Abstract
Background
Fatigue and depression are among the most common manifestations of primary Sjögren syndrome (pSS), but information is lacking on the relationship with brain function and microstructural changes.
Purpose
To investigate microstructural changes and brain connectivity in pSS, and to evaluate their relationship with fatigue and depression.
Material and Methods
The study included 29 patients with pSS (mean age 61.2 ± 12.1 years; disease duration 10.5 ± 5.9 years) and 28 controls (mean age 58.4 ± 9.2 years). All the patients completed the Beck’s depression and Fatigue Assessment Scale questionnaires. The imaging protocol consisted of: (i) standard magnetic resonance imaging (MRI) pulse sequences (FLAIR, 3D T1W); (ii) a diffusion tensor imaging pulse sequence; and (iii) a resting state functional MRI pulse sequence. Resting state brain networks and maps of diffusion metrics were calculated and compared between patients and controls.
Results
Compared with the controls, the patients with pSS and depression showed increased axial, radial, and mean diffusivity and decreased fractional anisotropy; those without depression showed decreased axial diffusivity in major white matter tracts (superior longitudinal fasciculus, inferior longitudinal fasciculus, corticospinal tract, anterior thalamic radiation, inferior fronto-occipital fasciculus, cingulum, uncinate fasciculus, and forceps minor-major). Decreased brain activation in the sensorimotor network was observed in the patients with pSS compared with the controls. No correlation was found between fatigue and structural or functional changes of the brain.
Conclusion
pSS is associated with functional connectivity abnormalities of the somatosensory cortex and microstructural abnormalities in major white matter tracts, which are more pronounced in depression.
Keywords
Introduction
Primary Sjögren syndrome (pSS) is an autoimmune disorder that affects mainly women, at around the age of 55 years (1).
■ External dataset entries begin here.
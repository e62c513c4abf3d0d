//! Refund processor. Issues gateway refunds and records them `Pending`;
//! the authoritative completion arrives via the `refund.processed` webhook.

use chrono::Utc;
use std::sync::Arc;
use uuid::Uuid;

use crate::domain::{PaymentRefund, RefundStatus, TransactionStatus};
use crate::error::AppError;
use crate::gateway::{GatewayClient, RefundRequest};
use crate::ports::{RefundStore, TransactionStore};

pub struct RefundProcessor {
    gateway: Arc<dyn GatewayClient>,
    transactions: Arc<dyn TransactionStore>,
    refunds: Arc<dyn RefundStore>,
}

impl RefundProcessor {
    pub fn new(
        gateway: Arc<dyn GatewayClient>,
        transactions: Arc<dyn TransactionStore>,
        refunds: Arc<dyn RefundStore>,
    ) -> Self {
        Self {
            gateway,
            transactions,
            refunds,
        }
    }

    /// Refund a captured payment. `amount_minor` defaults to the full
    /// captured amount; the cumulative total across refunds must not exceed
    /// what was captured.
    pub async fn create_refund(
        &self,
        gateway_payment_id: &str,
        amount_minor: Option<i64>,
        reason: Option<String>,
    ) -> Result<PaymentRefund, AppError> {
        let tx = self
            .transactions
            .find_by_gateway_payment(gateway_payment_id)
            .await?
            .ok_or_else(|| {
                AppError::NotFound(format!("payment {} not found", gateway_payment_id))
            })?;

        if !matches!(
            tx.status,
            TransactionStatus::Captured | TransactionStatus::Refunded
        ) {
            return Err(AppError::Validation(format!(
                "payment {} is {}, only captured payments can be refunded",
                gateway_payment_id, tx.status
            )));
        }

        let amount = amount_minor.unwrap_or(tx.amount_minor);
        if amount <= 0 {
            return Err(AppError::Validation(
                "refund amount must be positive".into(),
            ));
        }

        let already_refunded = self.refunds.refunded_total(tx.id).await?;
        let available = tx.amount_minor - already_refunded;
        if amount > available {
            return Err(AppError::RefundExceedsCaptured {
                requested: amount,
                available,
            });
        }

        let gateway_refund = self
            .gateway
            .refund_payment(
                gateway_payment_id,
                RefundRequest {
                    amount,
                    notes: reason.clone(),
                },
            )
            .await?;

        let refund = PaymentRefund {
            id: Uuid::new_v4(),
            payment_id: tx.id,
            gateway_refund_id: gateway_refund.id,
            amount_minor: amount,
            currency: tx.currency.clone(),
            status: RefundStatus::Pending,
            reason,
            created_at: Utc::now(),
            processed_at: None,
        };
        let stored = self.refunds.insert(&refund).await?;

        tracing::info!(
            gateway_payment_id,
            refund_id = %stored.id,
            gateway_refund_id = %stored.gateway_refund_id,
            amount_minor = amount,
            "refund created, awaiting gateway confirmation"
        );
        Ok(stored)
    }
}
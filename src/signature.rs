use hmac::{Hmac, Mac};
use sha2::Sha256;

type HmacSha256 = Hmac<Sha256>;

/// Verify a hex-encoded HMAC-SHA256 signature over `payload`.
///
/// The comparison is constant-time (`Mac::verify_slice` rejects on length
/// mismatch before comparing). Any internal error, such as malformed hex in
/// the signature header, yields `false` with a logged warning rather than an
/// error: a bad signature and a malformed one are the same outcome to the
/// caller.
pub fn verify(payload: &[u8], signature_hex: &str, secret: &[u8]) -> bool {
    let expected = match hex::decode(signature_hex.trim()) {
        Ok(bytes) => bytes,
        Err(e) => {
            tracing::warn!(error = %e, "signature header is not valid hex");
            return false;
        }
    };

    let mut mac = match HmacSha256::new_from_slice(secret) {
        Ok(mac) => mac,
        Err(e) => {
            tracing::warn!(error = %e, "failed to initialize hmac from secret");
            return false;
        }
    };
    mac.update(payload);

    mac.verify_slice(&expected).is_ok()
}

/// Hex-encoded HMAC-SHA256 of `payload`. Counterpart of [`verify`], used to
/// produce signatures in tests and tooling.
pub fn sign(payload: &[u8], secret: &[u8]) -> String {
    let mut mac = HmacSha256::new_from_slice(secret).expect("hmac accepts any key length");
    mac.update(payload);
    hex::encode(mac.finalize().into_bytes())
}

#[cfg(test)]
mod tests {
    use super::*;

    const SECRET: &[u8] = b"test-webhook-secret";

    #[test]
    fn accepts_signature_from_correct_secret() {
        let payload = b"order_ABC|pay_XYZ";
        let sig = sign(payload, SECRET);
        assert!(verify(payload, &sig, SECRET));
    }

    #[test]
    fn rejects_signature_from_wrong_secret() {
        let payload = b"order_ABC|pay_XYZ";
        let sig = sign(payload, b"some-other-secret");
        assert!(!verify(payload, &sig, SECRET));
    }

    #[test]
    fn rejects_single_bit_flip() {
        let payload = b"{\"event\":\"payment.captured\"}";
        let sig = sign(payload, SECRET);
        let mut bytes = hex::decode(&sig).unwrap();
        bytes[0] ^= 0x01;
        let flipped = hex::encode(bytes);
        assert!(!verify(payload, &flipped, SECRET));
    }

    #[test]
    fn rejects_modified_payload() {
        let sig = sign(b"{\"amount\":100}", SECRET);
        assert!(!verify(b"{\"amount\":999}", &sig, SECRET));
    }

    #[test]
    fn malformed_hex_is_false_not_error() {
        assert!(!verify(b"payload", "not-hex-at-all", SECRET));
        assert!(!verify(b"payload", "", SECRET));
    }

    #[test]
    fn truncated_signature_is_rejected() {
        let sig = sign(b"payload", SECRET);
        assert!(!verify(b"payload", &sig[..32], SECRET));
    }
}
The condition is characterized by lymphocytic infiltration and destruction of the exocrine glands, mainly the salivary and the lachrymal glands. Lymphocytic infiltration of visceral organs and vasculitis can give rise to systemic manifestations (1). Involvement of the peripheral nervous system in pSS has been associated with circulating antineuronal antibodies and hypoperfusion due to small-vessel vasculitis (2). Involvement of the central nervous system (CNS) has also been reported at a frequency of 10%–60%, with a range of neurological and psychiatric manifestations, including motor and sensory deficits, fatigue, depression, and cognitive impairment (3). Fatigue and depression are common, and together or independently may have an adverse impact on the quality of life of patients with pSS (4,5). Persistent fatigue is reported in approximately 70% of patients with pSS and depression has been reported in a frequency in the range of 8.3%–75.6% (4). According to a systematic review and meta-analysis, pSS increases the probability of developing depression by 5.36 times (5). Depression has been associated with chronic disease, hypoperfusion, activation of pro-inflammatory cytokines, and increased activity of the immune system; however, in pSS little is known about its etiology (5). The relationship between depression and brain structure and function has never been evaluated in patients with pSS. One study investigated the relationship between fatigue and the volume of gray matter (GM) and white matter (WM) and white matter hyperintensities (WMH) (6). Imaging studies evaluating brain structure in neurologically asymptomatic patients with pSS revealed focal WMH, regional decrease in GM and WM, and extensive loss of WM microstructural integrity with diffusion tensor imaging (DTI) (7–9). The only resting state functional magnetic resonance imaging (rs-fMRI) study of brain function in pSS showed decreased brain activity in the visual cortex and fronto-parietal junction area (10). Data evaluating both brain structure and function in the same patients with pSS are lacking.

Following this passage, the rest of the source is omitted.